GnT-I CRISPR活性化プラスミド(h)は、基盤となるDNA配列を変更することなく、内因性MGAT1の発現を標的化し、非破壊的にアップレギュレートするアプローチを提供します。
GnT-I CRISPR 活性化プラスミド (h) は、ヒト細胞株における MGAT1 遺伝子座の高効率かつ部位特異的な転写アップレギュレーションのために設計された、3 つのプラスミドからなる相乗的活性化メディエーター (SAM) システムです。このシステムは、DNA結合能を維持しつつヌクレアーゼ活性を失わせる2つの不活性化変異(D10AおよびN863A)を有する、触媒活性のないCas9(dCas9)を中核としています。このdCas9は、強力な転写活性化因子であるVP64と融合しており、選別用のブラスティシジン耐性遺伝子と共に共発現します。2番目のプラスミドは、dCas9-VP64と協調して機能する二次活性化複合体であるMS2-p65-HSF1融合タンパク質をコードしており、ヒグロマイシン耐性遺伝子と共に発現する。3番目のプラスミドは、標的特異的な20塩基対のsgRNAをコードしており、これはMS2-p65-HSF1複合体を活性化部位に誘導する2つのMS2 RNAアプタマーと融合しており、さらにピューロマイシン耐性遺伝子が付随している。これら3つのプラスミドは、システム構成要素すべてが均等に発現するよう、質量比1:1:1で導入される。
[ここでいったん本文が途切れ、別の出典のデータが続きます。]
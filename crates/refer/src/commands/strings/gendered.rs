use clap::Args;
use miette::{Context, IntoDiagnostic, Result};
use refer_lang::{load_package_strings, EnglishHandler};
use std::{fs::File, path::PathBuf};

#[derive(Args)]
pub struct GenderedArgs {
    /// An input package file
    #[arg(short, long, value_name = "FILE")]
    file: PathBuf,
}

impl GenderedArgs {
    pub fn handle(&self) -> Result<()> {
        let f = File::open(&self.file)
            .into_diagnostic()
            .context(format!("path: {}", &self.file.display()))?;

        let strings = load_package_strings(f, &EnglishHandler)?;

        for (key, text) in &strings.gendered {
            println!("0x{key:08X}\t{text}");
        }

        Ok(())
    }
}
//! Resource compression and decompression handling.
//!
//! Package resources are stored with one of three schemes: as-is, a standard zlib stream, or
//! the game's internal byte-oriented LZ77 variant. The internal scheme is decoded here with an
//! explicit per-byte state machine; no library implements it.

use std::io::Read;

use flate2::read::ZlibDecoder;
use tracing::instrument;

use crate::error::{Error, Result};

/// Compression code marking a deleted index record. Entries carrying it are skipped by the
/// index scan, never decompressed.
pub const DELETED_RECORD: u16 = 0xFFE0;

/// Identifies the storage scheme used to compress a resource inside a package file
#[derive(Debug, Copy, Clone, Default, PartialEq, Eq)]
pub enum CompressionKind {
    /// Stores the data as it is
    #[default]
    Uncompressed,

    /// Compresses the data with a standard zlib stream
    Zlib,

    /// Compresses the data with the game's internal LZ77 variant
    Internal,
}

impl CompressionKind {
    /// Map a compression code from an index record to a kind, if it is one this library can
    /// decompress. Unknown codes (including [`DELETED_RECORD`]) return `None` and their
    /// entries are skipped by the index scan.
    pub fn from_code(code: u16) -> Option<Self> {
        match code {
            0x0000 => Some(CompressionKind::Uncompressed),
            0x5A42 => Some(CompressionKind::Zlib),
            0xFFFF => Some(CompressionKind::Internal),
            _ => None,
        }
    }

    /// The on-disk compression code for this kind.
    pub fn code(self) -> u16 {
        match self {
            CompressionKind::Uncompressed => 0x0000,
            CompressionKind::Zlib => 0x5A42,
            CompressionKind::Internal => 0xFFFF,
        }
    }
}

/// Decompress one resource's stored bytes.
///
/// The output length must equal `expected_len`, the decompressed size declared by the entry's
/// index record; any mismatch is an error, never silently tolerated.
#[instrument(skip(data), err)]
pub fn decompress(data: &[u8], kind: CompressionKind, expected_len: usize) -> Result<Vec<u8>> {
    let output = match kind {
        CompressionKind::Uncompressed => data.to_vec(),
        CompressionKind::Zlib => {
            let mut output = Vec::with_capacity(expected_len);
            ZlibDecoder::new(data).read_to_end(&mut output)?;
            output
        }
        CompressionKind::Internal => decompress_internal(data)?,
    };

    if output.len() != expected_len {
        return Err(Error::SizeMismatch {
            expected: expected_len,
            actual: output.len(),
        });
    }

    Ok(output)
}

/// Control byte classes of the internal scheme, selected by the magnitude of the first
/// control byte.
#[derive(Debug, Copy, Clone, PartialEq, Eq)]
enum ControlKind {
    /// `0x00..=0x7F`, one extra byte: short copy with a small back-offset
    ShortCopy,

    /// `0x80..=0xBF`, two extra bytes: medium copy
    MediumCopy,

    /// `0xC0..=0xDF`, three extra bytes: long copy with a wide back-offset
    LongCopy,

    /// `0xE0..=0xFB`, no extra bytes: literal run only, length scaled by four
    LiteralRun,

    /// `0xFC..=0xFF`, no extra bytes: short literal tail, no copy phase
    LiteralTail,
}

impl ControlKind {
    fn classify(control: u8) -> Self {
        match control {
            0x00..=0x7F => ControlKind::ShortCopy,
            0x80..=0xBF => ControlKind::MediumCopy,
            0xC0..=0xDF => ControlKind::LongCopy,
            0xE0..=0xFB => ControlKind::LiteralRun,
            0xFC..=0xFF => ControlKind::LiteralTail,
        }
    }
}

/// Decoder states. Control bytes arrive one at a time; a command's literal bytes follow its
/// control bytes in the stream, and its copy phase runs when the byte after the last literal
/// arrives. Commands cut off by the end of the input are not executed.
#[derive(Debug, Copy, Clone, PartialEq, Eq)]
enum State {
    /// Waiting for the first control byte of a command
    Control,

    /// Collecting the second control byte
    Extra1,

    /// Collecting the third control byte
    Extra2,

    /// Collecting the fourth control byte
    Extra3,

    /// All control bytes collected; decode the command without consuming the current byte
    Actions,

    /// Copying this many raw literal bytes from the input to the output
    Literal(usize),

    /// Literal phase done; run the copy phase, reset, and reprocess the current byte as the
    /// next command's control byte
    CopyPending,
}

struct InternalDecoder {
    output: Vec<u8>,
    declared_len: usize,
    state: State,
    kind: ControlKind,
    control: [u8; 4],
    copy_len: usize,
    copy_offset: Option<usize>,
}

impl InternalDecoder {
    fn new(declared_len: usize) -> Self {
        InternalDecoder {
            output: Vec::with_capacity(declared_len),
            declared_len,
            state: State::Control,
            kind: ControlKind::LiteralTail,
            control: [0; 4],
            copy_len: 0,
            copy_offset: None,
        }
    }

    /// Decode one command's `(literal_len, copy_len, copy_offset)` from the collected control
    /// bytes. The bit-field layouts are fixed per control kind.
    fn decode_actions(&self) -> (usize, usize, Option<usize>) {
        let [b0, b1, b2, b3] = self.control.map(usize::from);

        match self.kind {
            ControlKind::ShortCopy => (
                b0 & 0x03,
                ((b0 & 0x1C) >> 2) + 3,
                Some(((b0 & 0x60) << 3) + b1 + 1),
            ),
            ControlKind::MediumCopy => (
                (b1 >> 6) & 0x03,
                (b0 & 0x3F) + 4,
                Some(((b1 & 0x3F) << 8) + b2 + 1),
            ),
            ControlKind::LongCopy => (
                b0 & 0x03,
                ((b0 & 0x0C) << 6) + b3 + 5,
                Some(((b0 & 0x10) << 12) + (b1 << 8) + b2 + 1),
            ),
            ControlKind::LiteralRun => (((b0 & 0x1F) << 2) + 4, 0, None),
            ControlKind::LiteralTail => (b0 & 0x03, 0, None),
        }
    }

    fn write_literal(&mut self, byte: u8) -> Result<()> {
        if self.output.len() >= self.declared_len {
            return Err(Error::InvalidStream(
                "literal write past the declared decompressed size",
            ));
        }

        self.output.push(byte);
        Ok(())
    }

    /// Copy `copy_len` bytes from `copy_offset` back in the output, byte by byte moving
    /// forward. Source and destination ranges can overlap when the offset is smaller than the
    /// length, so this must not be a bulk copy.
    fn run_copy(&mut self) -> Result<()> {
        let Some(offset) = self.copy_offset else {
            return Ok(());
        };

        let mut read_position = self
            .output
            .len()
            .checked_sub(offset)
            .ok_or(Error::InvalidStream(
                "copy offset reaches before the start of the output",
            ))?;

        if self.output.len() + self.copy_len > self.declared_len {
            return Err(Error::InvalidStream(
                "copy phase runs past the declared decompressed size",
            ));
        }

        for _ in 0..self.copy_len {
            let byte = self.output[read_position];
            self.output.push(byte);
            read_position += 1;
        }

        Ok(())
    }

    /// Feed one input byte through the state machine. `Actions` and `CopyPending` do not
    /// consume the byte; the loop re-dispatches it after the transition.
    fn feed(&mut self, byte: u8) -> Result<()> {
        loop {
            match self.state {
                State::Control => {
                    self.control = [byte, 0, 0, 0];
                    self.kind = ControlKind::classify(byte);

                    self.state = match self.kind {
                        ControlKind::LiteralRun | ControlKind::LiteralTail => State::Actions,
                        _ => State::Extra1,
                    };

                    return Ok(());
                }
                State::Extra1 => {
                    self.control[1] = byte;

                    self.state = match self.kind {
                        ControlKind::ShortCopy => State::Actions,
                        _ => State::Extra2,
                    };

                    return Ok(());
                }
                State::Extra2 => {
                    self.control[2] = byte;

                    self.state = match self.kind {
                        ControlKind::MediumCopy => State::Actions,
                        _ => State::Extra3,
                    };

                    return Ok(());
                }
                State::Extra3 => {
                    self.control[3] = byte;
                    self.state = State::Actions;
                    return Ok(());
                }
                State::Actions => {
                    let (literal_len, copy_len, copy_offset) = self.decode_actions();
                    self.copy_len = copy_len;
                    self.copy_offset = copy_offset;

                    self.state = if literal_len != 0 {
                        State::Literal(literal_len)
                    } else {
                        State::CopyPending
                    };
                }
                State::Literal(remaining) => {
                    self.write_literal(byte)?;

                    self.state = if remaining == 1 {
                        State::CopyPending
                    } else {
                        State::Literal(remaining - 1)
                    };

                    return Ok(());
                }
                State::CopyPending => {
                    self.run_copy()?;
                    self.state = State::Control;
                }
            }
        }
    }

    fn finish(self) -> Result<Vec<u8>> {
        if self.output.len() != self.declared_len {
            return Err(Error::SizeMismatch {
                expected: self.declared_len,
                actual: self.output.len(),
            });
        }

        Ok(self.output)
    }
}

/// Decompress a resource stored with the internal LZ77 variant.
///
/// The stream starts with a flags byte; when its top bit is set the decompressed length is a
/// 4-byte big-endian field and the header is 6 bytes, otherwise the length is 3 bytes
/// big-endian and the header is 5 bytes. The body is a sequence of commands decoded by
/// [`InternalDecoder`]; exhausting the input ends the stream, there is no end marker.
#[instrument(skip(data), err)]
pub fn decompress_internal(data: &[u8]) -> Result<Vec<u8>> {
    if data.len() < 5 {
        return Err(Error::InvalidStream("compression header is truncated"));
    }

    let flags = data[0];

    let (declared_len, body) = if flags & 0x80 != 0 {
        if data.len() < 6 {
            return Err(Error::InvalidStream("compression header is truncated"));
        }

        let len = u32::from_be_bytes([data[2], data[3], data[4], data[5]]) as usize;
        (len, &data[6..])
    } else {
        let len = (usize::from(data[2]) << 16) | (usize::from(data[3]) << 8) | usize::from(data[4]);
        (len, &data[5..])
    };

    let mut decoder = InternalDecoder::new(declared_len);

    for &byte in body {
        decoder.feed(byte)?;
    }

    decoder.finish()
}
//! Types for reading string table resources
//!

use byteorder::{LittleEndian, ReadBytesExt};
use std::io::{Cursor, ErrorKind, Read};
use tracing::debug;

use crate::error::{Error, Result};
use crate::types::StringTable;

impl StringTable {
    /// Decode a string table from a resource's decompressed bytes.
    ///
    /// ```
    /// fn list_entries(bytes: &[u8]) -> refer_stbl::error::Result<()> {
    ///     let table = refer_stbl::StringTable::read(bytes)?;
    ///
    ///     for (key, text) in &table {
    ///         println!("0x{key:08X}: {text}");
    ///     }
    ///
    ///     Ok(())
    /// }
    /// # list_entries(&[b'S', b'T', b'B', b'L', 5, 0, 0, 0, 0, 0, 0, 0, 0, 0, 0, 0, 0, 0, 0, 0, 0]).unwrap();
    /// ```
    pub fn read(bytes: &[u8]) -> Result<StringTable> {
        let mut reader = Cursor::new(bytes);

        let mut magic = [0u8; 4];
        reader.read_exact(&mut magic)?;
        if &magic != b"STBL" {
            return Err(Error::InvalidFile);
        }

        let version = reader.read_u16::<LittleEndian>()?;
        if version != 5 {
            return Err(Error::UnsupportedVersion(version));
        }

        // Skip the 'compressed' byte, it's not used.
        reader.set_position(reader.position() + 1);

        let entry_count = reader.read_u64::<LittleEndian>()?;

        // Skip the two reserved bytes and the total string length.
        reader.set_position(reader.position() + 6);

        debug!(entry_count, "decoding a string table");

        let mut entries = StringTable::default();

        for entry_index in 0..entry_count {
            if reader.position() as usize >= bytes.len().saturating_sub(1) {
                return Err(Error::Truncated {
                    expected: entry_count,
                    found: entry_index,
                });
            }

            let (key, text) = match read_entry(&mut reader) {
                Ok(entry) => entry,
                // Data cut off mid-record is a truncated table, not a plain read failure.
                Err(Error::IOError(error)) if error.kind() == ErrorKind::UnexpectedEof => {
                    return Err(Error::Truncated {
                        expected: entry_count,
                        found: entry_index,
                    });
                }
                Err(error) => return Err(error),
            };

            entries.insert(key, unescape(&text));
        }

        Ok(entries)
    }
}

fn read_entry(reader: &mut Cursor<&[u8]>) -> Result<(u32, String)> {
    let key = reader.read_u32::<LittleEndian>()?;

    // Skip the flags byte.
    reader.set_position(reader.position() + 1);

    let text_len = reader.read_u16::<LittleEndian>()? as usize;

    let mut text_bytes = vec![0u8; text_len];
    reader.read_exact(&mut text_bytes)?;
    let text = String::from_utf8(text_bytes)?;

    Ok((key, text))
}

fn unescape(text: &str) -> String {
    text.replace("\\t", "\t")
        .replace("\\r", "\r")
        .replace("\\n", "\n")
}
標的遺伝子座に集合すると、SAM複合体はMGAT1転写開始点の上流約200 bpの領域に結合し、そこでVP64、p65、およびHSF1が協調して転写装置を動員し、内因性GnT-Iの発現上昇を促進する。ヌクレアーゼ活性を持つCas9とは異なり、 dCas9は二本鎖切断を導入したりゲノム配列を改変したりしないため、天然のMGAT1遺伝子座が保持され、内因性遺伝子座におけるGnT-I依存性の転写応答の研究が可能となります。これにより、機能解析、標的遺伝子の同定、およびMGAT1発現が沈黙または低下した腫瘍細胞におけるGnT-I経路の回復のモデル化を行う上で、貴重なツールとなります。
研究用のみ。診断用または治療用ではありません。